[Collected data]
--*--
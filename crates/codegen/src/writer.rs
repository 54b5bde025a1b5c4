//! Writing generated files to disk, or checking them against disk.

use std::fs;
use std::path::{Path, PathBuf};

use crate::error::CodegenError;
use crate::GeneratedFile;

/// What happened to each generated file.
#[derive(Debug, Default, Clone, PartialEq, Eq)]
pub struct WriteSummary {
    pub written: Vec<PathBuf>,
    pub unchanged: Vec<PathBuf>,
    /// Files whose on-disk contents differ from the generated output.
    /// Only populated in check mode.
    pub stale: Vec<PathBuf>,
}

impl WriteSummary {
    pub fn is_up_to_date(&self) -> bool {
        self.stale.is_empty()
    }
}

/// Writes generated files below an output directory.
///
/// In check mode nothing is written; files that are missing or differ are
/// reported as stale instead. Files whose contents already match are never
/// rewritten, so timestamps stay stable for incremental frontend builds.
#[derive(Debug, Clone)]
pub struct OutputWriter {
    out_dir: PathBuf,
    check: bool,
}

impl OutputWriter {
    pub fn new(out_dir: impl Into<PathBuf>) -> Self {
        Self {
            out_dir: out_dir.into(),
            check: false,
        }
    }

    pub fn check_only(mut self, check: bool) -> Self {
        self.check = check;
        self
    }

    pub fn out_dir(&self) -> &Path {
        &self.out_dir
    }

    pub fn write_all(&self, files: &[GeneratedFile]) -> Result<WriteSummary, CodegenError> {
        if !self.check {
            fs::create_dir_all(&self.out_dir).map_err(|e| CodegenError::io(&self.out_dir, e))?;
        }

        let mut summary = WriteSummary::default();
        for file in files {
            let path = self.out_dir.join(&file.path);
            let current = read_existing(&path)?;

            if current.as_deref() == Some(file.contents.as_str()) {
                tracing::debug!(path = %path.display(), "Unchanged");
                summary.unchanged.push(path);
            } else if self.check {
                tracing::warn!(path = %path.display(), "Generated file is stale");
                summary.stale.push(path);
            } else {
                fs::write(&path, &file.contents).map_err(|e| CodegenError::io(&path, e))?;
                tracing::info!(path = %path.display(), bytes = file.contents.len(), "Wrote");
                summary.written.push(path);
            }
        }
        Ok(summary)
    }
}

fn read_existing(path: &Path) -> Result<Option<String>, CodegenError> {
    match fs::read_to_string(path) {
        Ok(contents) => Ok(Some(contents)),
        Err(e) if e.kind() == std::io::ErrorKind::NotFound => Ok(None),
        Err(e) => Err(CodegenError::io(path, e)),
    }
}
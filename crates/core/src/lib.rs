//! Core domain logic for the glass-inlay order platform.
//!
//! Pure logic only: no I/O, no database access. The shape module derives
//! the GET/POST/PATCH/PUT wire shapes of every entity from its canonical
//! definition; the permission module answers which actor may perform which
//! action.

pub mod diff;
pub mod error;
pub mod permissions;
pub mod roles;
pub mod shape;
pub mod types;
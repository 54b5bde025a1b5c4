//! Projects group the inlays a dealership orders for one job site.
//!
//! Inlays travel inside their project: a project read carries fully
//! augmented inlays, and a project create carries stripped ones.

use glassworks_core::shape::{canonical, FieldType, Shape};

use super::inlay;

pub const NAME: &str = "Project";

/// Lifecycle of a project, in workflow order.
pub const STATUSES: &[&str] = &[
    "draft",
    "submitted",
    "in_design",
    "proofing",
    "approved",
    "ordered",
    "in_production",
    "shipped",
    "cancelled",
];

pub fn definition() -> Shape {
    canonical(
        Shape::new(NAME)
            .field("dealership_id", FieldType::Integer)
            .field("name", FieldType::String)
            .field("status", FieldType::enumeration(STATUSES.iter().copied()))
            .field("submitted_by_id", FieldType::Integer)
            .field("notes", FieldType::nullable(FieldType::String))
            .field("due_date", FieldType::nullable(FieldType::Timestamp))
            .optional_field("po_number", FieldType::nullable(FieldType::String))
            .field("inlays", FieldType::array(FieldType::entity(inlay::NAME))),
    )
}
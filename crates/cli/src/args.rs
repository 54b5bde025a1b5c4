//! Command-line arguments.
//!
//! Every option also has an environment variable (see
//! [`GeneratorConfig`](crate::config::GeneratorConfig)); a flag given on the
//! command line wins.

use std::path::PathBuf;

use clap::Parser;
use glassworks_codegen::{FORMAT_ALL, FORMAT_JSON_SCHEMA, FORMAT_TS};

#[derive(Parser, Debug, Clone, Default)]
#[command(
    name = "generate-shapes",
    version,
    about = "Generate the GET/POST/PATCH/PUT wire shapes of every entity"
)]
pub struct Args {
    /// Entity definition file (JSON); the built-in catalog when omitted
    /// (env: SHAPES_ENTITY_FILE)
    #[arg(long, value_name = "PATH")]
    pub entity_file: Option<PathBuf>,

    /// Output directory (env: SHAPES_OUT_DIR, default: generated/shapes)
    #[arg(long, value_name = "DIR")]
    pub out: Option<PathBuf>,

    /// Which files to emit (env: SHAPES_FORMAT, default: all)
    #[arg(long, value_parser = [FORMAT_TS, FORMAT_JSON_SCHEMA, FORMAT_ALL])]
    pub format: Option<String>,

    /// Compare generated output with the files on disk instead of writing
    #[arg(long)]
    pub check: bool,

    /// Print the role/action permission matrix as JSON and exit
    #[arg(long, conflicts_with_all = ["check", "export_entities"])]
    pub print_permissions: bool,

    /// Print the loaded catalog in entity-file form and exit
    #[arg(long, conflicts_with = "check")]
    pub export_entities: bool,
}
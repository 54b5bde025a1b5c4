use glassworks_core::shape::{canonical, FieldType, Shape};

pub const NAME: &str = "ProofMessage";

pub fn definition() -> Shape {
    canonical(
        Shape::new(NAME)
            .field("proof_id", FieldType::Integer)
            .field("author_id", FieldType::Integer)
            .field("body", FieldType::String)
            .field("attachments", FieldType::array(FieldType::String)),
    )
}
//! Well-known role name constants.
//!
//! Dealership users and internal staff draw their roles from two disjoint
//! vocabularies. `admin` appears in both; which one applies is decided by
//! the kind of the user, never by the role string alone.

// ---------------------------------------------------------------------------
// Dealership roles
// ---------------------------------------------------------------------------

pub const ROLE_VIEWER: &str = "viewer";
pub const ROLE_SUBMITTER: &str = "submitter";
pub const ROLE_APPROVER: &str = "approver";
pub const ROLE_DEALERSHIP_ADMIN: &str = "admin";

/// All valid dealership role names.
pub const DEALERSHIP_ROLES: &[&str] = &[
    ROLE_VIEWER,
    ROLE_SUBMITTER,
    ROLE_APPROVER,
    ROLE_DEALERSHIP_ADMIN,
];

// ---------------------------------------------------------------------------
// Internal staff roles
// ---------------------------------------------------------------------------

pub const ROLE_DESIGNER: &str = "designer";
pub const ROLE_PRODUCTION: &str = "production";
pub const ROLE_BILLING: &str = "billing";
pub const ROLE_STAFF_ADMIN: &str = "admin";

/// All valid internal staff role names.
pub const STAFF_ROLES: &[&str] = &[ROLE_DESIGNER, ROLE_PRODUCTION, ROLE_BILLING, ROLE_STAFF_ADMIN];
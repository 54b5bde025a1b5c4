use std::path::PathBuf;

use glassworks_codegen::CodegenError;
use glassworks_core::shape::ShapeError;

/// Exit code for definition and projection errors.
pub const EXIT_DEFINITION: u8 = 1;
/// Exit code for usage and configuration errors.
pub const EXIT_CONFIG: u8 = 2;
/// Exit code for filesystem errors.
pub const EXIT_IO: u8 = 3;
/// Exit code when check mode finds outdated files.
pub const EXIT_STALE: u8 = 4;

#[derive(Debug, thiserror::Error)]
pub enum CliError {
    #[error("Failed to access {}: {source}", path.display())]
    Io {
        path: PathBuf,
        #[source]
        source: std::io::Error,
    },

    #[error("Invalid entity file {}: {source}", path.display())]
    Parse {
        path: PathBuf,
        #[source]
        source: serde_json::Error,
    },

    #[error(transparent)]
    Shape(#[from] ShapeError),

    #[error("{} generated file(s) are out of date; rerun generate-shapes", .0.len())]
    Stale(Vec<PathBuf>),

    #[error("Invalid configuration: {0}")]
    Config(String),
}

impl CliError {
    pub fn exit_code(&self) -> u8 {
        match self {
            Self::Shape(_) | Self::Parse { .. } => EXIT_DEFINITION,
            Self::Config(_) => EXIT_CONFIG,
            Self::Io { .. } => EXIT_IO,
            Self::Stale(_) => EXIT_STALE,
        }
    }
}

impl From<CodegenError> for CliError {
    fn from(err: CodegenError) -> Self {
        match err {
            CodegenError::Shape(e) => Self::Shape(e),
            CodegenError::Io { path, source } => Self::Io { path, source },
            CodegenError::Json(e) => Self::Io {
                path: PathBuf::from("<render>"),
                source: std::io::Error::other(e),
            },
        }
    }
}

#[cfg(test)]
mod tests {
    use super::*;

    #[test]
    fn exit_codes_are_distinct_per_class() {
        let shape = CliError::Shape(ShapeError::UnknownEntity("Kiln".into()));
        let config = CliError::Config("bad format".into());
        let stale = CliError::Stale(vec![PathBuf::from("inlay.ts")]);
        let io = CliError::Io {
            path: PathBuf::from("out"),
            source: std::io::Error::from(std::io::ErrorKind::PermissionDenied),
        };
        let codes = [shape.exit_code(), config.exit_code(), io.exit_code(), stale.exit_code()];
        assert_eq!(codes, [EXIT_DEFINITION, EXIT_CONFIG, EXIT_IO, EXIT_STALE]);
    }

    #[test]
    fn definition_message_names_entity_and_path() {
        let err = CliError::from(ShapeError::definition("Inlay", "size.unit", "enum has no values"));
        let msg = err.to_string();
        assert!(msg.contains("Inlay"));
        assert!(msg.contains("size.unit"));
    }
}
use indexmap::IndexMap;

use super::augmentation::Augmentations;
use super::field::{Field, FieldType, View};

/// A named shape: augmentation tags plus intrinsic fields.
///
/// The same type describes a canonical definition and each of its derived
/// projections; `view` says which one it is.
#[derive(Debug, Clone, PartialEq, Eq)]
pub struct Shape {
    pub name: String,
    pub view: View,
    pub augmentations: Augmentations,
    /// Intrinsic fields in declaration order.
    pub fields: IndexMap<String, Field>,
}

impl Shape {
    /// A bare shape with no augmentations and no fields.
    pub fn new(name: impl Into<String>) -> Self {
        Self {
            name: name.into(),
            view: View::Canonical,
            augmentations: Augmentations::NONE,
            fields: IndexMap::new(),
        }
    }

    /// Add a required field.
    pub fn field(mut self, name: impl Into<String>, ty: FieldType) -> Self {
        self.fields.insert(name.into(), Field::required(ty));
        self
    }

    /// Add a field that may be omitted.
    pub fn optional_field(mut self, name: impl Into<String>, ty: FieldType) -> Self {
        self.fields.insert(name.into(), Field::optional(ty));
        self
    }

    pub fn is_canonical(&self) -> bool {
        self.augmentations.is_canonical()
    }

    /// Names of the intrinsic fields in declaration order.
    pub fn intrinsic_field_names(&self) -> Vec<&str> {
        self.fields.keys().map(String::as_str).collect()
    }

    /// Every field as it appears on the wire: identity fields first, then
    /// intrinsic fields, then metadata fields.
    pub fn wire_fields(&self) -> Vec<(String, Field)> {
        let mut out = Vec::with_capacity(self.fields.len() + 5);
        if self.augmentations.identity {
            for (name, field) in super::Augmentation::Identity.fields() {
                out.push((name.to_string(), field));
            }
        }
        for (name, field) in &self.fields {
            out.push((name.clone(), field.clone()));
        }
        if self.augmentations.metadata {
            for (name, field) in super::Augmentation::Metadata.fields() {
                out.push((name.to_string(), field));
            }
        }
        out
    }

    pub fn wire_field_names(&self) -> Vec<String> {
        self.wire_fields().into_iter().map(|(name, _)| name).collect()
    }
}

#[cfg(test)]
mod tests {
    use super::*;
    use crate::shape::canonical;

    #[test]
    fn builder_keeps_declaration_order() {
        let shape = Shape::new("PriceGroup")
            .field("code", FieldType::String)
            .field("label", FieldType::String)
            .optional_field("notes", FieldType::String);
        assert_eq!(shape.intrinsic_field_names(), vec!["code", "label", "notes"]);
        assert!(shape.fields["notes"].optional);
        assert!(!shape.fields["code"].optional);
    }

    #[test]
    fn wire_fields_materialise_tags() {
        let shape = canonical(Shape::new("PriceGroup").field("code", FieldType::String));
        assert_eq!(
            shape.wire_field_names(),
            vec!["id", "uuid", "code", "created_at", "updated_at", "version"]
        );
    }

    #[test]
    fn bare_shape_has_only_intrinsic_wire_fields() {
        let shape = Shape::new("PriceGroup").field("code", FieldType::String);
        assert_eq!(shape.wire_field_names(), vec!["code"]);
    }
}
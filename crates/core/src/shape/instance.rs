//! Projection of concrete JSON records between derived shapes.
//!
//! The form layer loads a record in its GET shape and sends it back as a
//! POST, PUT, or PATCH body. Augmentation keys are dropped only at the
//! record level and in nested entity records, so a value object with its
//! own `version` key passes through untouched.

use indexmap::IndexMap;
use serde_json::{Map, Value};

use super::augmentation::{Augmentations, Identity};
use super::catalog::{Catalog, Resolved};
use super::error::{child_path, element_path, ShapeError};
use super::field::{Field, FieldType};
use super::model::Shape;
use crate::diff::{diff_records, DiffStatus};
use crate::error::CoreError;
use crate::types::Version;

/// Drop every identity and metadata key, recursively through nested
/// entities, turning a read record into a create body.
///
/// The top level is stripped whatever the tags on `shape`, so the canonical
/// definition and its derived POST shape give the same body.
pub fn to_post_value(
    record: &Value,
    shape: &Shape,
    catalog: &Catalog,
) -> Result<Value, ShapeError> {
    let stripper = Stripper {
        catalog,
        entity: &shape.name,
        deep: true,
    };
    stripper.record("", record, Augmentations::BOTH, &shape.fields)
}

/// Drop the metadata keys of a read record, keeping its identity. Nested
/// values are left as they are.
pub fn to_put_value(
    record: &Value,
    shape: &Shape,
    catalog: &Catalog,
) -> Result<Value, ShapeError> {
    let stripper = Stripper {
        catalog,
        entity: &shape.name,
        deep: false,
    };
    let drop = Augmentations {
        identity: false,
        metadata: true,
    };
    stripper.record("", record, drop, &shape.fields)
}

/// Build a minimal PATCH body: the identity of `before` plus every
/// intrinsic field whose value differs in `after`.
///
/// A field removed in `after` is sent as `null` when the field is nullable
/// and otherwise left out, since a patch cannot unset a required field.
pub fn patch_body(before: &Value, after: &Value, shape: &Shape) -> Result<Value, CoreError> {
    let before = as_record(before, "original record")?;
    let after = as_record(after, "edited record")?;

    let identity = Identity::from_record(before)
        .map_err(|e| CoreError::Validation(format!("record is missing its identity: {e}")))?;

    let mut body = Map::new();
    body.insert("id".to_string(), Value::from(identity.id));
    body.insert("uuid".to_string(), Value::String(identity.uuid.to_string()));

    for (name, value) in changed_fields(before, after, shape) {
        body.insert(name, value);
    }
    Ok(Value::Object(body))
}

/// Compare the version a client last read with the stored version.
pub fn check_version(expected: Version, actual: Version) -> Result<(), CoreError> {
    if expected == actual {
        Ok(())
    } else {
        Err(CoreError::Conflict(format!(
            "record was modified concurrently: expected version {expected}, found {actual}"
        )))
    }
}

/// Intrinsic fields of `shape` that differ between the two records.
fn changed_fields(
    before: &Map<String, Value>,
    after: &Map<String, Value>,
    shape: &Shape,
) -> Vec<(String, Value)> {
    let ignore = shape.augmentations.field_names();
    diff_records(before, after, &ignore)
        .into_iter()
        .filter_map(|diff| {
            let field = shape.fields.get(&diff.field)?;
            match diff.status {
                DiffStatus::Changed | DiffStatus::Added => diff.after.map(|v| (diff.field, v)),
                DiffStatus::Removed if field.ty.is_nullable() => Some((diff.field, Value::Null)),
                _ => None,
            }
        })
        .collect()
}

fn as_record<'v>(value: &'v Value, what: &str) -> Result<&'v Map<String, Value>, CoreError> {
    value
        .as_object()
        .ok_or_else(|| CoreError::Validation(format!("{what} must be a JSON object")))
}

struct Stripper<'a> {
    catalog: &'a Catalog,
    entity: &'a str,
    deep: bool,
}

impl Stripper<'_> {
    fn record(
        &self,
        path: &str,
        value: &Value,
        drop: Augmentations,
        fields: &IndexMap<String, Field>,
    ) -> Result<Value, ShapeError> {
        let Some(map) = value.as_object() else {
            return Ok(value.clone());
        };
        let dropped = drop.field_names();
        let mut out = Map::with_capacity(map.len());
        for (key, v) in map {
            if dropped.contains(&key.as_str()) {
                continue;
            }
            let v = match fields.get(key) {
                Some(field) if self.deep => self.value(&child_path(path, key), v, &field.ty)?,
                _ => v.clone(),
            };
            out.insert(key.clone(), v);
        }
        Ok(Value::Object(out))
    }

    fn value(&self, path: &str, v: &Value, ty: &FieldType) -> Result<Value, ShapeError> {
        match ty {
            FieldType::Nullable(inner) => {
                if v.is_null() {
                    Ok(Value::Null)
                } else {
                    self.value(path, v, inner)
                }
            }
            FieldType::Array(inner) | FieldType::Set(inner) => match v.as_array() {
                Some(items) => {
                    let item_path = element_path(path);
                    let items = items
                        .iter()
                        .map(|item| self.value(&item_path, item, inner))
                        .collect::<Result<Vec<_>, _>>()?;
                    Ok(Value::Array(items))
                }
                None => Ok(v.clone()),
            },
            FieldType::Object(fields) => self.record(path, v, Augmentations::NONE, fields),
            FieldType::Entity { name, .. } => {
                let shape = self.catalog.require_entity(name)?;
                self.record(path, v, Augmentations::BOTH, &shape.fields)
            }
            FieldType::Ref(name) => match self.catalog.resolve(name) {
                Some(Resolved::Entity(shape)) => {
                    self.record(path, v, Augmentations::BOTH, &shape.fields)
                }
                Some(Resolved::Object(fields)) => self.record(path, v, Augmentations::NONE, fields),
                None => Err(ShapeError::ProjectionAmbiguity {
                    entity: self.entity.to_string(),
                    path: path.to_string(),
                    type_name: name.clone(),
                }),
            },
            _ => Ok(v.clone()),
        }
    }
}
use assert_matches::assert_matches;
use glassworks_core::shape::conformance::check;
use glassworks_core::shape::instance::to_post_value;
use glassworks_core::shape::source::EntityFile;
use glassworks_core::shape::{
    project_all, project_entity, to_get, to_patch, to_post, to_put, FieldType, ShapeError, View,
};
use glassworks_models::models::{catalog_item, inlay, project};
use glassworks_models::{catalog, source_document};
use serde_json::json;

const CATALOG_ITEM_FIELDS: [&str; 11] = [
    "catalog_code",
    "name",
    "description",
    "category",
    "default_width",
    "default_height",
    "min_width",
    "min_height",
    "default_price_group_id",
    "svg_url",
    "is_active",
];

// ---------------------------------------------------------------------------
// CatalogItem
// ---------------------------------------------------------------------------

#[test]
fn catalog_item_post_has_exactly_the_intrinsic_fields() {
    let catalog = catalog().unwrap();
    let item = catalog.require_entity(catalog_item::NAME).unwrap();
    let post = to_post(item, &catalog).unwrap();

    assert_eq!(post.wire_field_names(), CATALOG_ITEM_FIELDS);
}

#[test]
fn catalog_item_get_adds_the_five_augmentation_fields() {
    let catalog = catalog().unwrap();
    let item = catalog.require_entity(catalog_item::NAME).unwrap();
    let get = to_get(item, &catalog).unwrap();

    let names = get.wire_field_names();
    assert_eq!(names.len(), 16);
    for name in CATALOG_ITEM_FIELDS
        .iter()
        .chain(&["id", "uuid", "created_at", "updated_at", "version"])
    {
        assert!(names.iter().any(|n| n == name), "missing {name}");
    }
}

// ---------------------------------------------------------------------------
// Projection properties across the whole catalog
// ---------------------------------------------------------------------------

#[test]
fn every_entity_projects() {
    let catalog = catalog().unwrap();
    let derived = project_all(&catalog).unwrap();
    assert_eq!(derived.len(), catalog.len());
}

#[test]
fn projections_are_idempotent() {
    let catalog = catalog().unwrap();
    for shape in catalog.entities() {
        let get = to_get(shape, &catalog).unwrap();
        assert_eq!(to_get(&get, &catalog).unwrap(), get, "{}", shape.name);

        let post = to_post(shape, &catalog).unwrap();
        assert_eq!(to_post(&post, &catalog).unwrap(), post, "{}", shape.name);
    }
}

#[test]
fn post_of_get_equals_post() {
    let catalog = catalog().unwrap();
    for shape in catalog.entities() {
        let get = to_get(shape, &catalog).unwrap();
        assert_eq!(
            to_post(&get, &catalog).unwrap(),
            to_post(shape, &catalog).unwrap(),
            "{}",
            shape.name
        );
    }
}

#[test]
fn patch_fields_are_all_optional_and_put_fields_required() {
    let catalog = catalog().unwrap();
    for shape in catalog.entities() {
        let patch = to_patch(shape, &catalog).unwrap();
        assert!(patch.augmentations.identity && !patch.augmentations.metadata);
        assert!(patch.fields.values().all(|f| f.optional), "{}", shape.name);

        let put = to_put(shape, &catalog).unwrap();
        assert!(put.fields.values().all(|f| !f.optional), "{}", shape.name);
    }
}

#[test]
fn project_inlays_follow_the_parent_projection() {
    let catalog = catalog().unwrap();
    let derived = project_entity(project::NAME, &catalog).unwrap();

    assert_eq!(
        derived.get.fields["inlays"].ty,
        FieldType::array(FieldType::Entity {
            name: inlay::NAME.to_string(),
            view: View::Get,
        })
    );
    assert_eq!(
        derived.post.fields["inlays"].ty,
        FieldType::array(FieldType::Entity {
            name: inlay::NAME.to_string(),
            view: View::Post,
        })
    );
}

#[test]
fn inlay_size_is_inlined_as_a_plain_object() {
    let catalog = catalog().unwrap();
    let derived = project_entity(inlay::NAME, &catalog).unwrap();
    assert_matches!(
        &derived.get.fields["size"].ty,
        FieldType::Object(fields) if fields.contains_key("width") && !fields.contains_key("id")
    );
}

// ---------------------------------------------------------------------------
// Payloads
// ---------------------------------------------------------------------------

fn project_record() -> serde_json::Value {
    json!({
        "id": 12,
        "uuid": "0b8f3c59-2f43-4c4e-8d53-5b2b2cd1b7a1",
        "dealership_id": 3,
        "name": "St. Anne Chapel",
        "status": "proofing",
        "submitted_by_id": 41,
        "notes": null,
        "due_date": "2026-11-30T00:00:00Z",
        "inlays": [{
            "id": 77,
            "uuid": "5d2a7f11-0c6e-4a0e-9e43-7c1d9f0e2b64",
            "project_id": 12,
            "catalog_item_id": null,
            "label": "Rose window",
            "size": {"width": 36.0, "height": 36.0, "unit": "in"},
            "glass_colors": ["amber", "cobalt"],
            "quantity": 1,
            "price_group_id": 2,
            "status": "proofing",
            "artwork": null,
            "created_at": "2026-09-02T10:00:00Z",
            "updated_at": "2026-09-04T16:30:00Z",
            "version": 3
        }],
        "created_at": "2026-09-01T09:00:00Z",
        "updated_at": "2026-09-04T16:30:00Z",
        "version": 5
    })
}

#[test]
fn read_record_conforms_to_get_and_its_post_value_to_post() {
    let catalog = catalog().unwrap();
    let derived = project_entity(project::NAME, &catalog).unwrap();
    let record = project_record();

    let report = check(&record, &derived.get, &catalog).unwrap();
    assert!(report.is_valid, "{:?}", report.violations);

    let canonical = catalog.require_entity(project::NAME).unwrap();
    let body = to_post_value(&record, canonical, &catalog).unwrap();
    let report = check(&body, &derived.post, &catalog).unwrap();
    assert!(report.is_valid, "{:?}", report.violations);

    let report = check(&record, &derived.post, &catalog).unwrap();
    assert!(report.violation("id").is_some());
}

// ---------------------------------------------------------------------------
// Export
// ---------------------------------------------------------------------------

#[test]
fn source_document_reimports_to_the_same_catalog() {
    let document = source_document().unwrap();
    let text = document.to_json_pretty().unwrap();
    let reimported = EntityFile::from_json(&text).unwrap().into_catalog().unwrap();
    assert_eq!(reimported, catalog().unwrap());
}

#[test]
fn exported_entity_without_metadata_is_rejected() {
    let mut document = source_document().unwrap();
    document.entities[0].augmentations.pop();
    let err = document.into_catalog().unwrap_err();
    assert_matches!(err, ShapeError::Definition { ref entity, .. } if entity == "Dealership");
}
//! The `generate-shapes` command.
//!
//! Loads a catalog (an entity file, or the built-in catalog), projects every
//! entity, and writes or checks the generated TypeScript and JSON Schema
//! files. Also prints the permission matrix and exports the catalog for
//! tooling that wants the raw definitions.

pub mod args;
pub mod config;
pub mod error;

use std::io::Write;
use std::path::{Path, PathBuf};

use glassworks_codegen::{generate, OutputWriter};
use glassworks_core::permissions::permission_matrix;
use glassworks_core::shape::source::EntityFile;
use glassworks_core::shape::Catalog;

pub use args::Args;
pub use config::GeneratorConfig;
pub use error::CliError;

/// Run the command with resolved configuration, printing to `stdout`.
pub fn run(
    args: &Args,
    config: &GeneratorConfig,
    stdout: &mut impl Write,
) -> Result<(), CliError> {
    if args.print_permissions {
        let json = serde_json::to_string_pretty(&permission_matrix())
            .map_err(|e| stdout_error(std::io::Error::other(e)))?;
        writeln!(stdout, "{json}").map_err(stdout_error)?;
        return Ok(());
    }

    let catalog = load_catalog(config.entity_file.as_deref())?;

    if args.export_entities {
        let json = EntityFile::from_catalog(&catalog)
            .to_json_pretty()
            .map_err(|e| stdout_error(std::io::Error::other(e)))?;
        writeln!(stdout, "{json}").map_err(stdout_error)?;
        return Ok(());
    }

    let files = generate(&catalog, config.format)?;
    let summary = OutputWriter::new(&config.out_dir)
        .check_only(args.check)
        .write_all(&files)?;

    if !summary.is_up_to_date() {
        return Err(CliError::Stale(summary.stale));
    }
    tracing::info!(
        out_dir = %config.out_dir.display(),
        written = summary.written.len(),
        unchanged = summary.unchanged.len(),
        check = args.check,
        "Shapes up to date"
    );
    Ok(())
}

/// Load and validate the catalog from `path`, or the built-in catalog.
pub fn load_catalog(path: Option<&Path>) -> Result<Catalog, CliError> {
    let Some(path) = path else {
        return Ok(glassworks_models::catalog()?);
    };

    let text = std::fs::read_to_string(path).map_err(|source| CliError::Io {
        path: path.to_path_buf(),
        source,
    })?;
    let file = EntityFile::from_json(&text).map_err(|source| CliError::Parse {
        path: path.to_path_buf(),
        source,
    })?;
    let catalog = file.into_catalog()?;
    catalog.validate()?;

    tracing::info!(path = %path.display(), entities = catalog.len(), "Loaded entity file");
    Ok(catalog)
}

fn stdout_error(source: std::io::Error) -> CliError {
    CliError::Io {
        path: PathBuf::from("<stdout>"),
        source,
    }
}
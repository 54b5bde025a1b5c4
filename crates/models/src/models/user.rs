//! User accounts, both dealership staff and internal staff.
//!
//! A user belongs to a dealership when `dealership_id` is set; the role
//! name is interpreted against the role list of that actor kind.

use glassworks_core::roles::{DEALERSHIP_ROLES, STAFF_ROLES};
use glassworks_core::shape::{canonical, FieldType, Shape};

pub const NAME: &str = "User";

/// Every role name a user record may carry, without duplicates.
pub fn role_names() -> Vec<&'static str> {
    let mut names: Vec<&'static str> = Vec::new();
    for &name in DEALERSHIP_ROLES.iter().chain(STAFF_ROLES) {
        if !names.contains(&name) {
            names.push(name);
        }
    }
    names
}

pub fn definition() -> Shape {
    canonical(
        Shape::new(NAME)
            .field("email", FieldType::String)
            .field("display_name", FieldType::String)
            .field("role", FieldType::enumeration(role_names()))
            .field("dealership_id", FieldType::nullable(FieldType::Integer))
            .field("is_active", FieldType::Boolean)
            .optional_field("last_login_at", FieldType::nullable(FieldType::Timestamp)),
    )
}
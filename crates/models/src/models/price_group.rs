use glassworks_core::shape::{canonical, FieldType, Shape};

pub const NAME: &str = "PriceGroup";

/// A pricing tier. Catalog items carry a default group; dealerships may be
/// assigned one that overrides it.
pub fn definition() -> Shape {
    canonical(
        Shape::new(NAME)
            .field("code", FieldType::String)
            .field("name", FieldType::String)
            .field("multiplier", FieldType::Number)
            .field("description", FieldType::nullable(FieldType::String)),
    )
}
--*--
**WHAT YOU HAVE TO DO:** Every line that holds the word "between" should be copied from the records.

**RESULT OF THE TASK:**
//! Projection of concrete JSON records between derived shapes.
/// Intrinsic fields of `shape` that differ between the two records.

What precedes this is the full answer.